Exercise goal: All entries given below are to be returned word for word.

Information provided:
☆ ☆ ☆ ☆
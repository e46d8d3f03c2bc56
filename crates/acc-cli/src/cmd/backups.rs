use crate::output::{print_json, print_table};
use acc_core::{backup, fs::DiskFs, paths};
use std::path::Path;

/// `acc backups`: list snapshots taken by earlier upgrades.
pub fn run(root: &Path, json: bool) -> anyhow::Result<()> {
    let target = paths::target_root(root);
    let backups = backup::list_backups(&DiskFs, &target)?;

    if json {
        return print_json(&backups);
    }
    if backups.is_empty() {
        println!("No backups found next to {}.", target.display());
        return Ok(());
    }

    let rows = backups
        .iter()
        .map(|b| {
            vec![
                b.created_at.format("%Y-%m-%d %H:%M:%S UTC").to_string(),
                b.path.display().to_string(),
            ]
        })
        .collect();
    print_table(&["CREATED", "PATH"], rows);
    Ok(())
}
☆ ☆ ☆ ☆
Answer for the task:
repository e46d8d3f03c2bc56
filename crates/acc-cli/src/cmd/backups.rs
use crate::output::{print_json, print_table};
use acc_core::{backup, fs::DiskFs, paths};
use std::path::Path;

/// `acc backups`: list snapshots taken by earlier upgrades.
pub fn run(root: &Path, json: bool) -> anyhow::Result<()> {
    let target = paths::target_root(root);
    let backups = backup::list_backups(&DiskFs, &target)?;

    if json {
        return print_json(&backups);
    }
    if backups.is_empty() {
        println!("No backups found next to {}.", target.display());
        return Ok(());
    }

    let rows = backups
        .iter()
        .map(|b| {
            vec![
                b.created_at.format("%Y-%m-%d %H:%M:%S UTC").to_string(),
                b.path.display().to_string(),
            ]
        })
        .collect();
    print_table(&["CREATED", "PATH"], rows);
    Ok(())
}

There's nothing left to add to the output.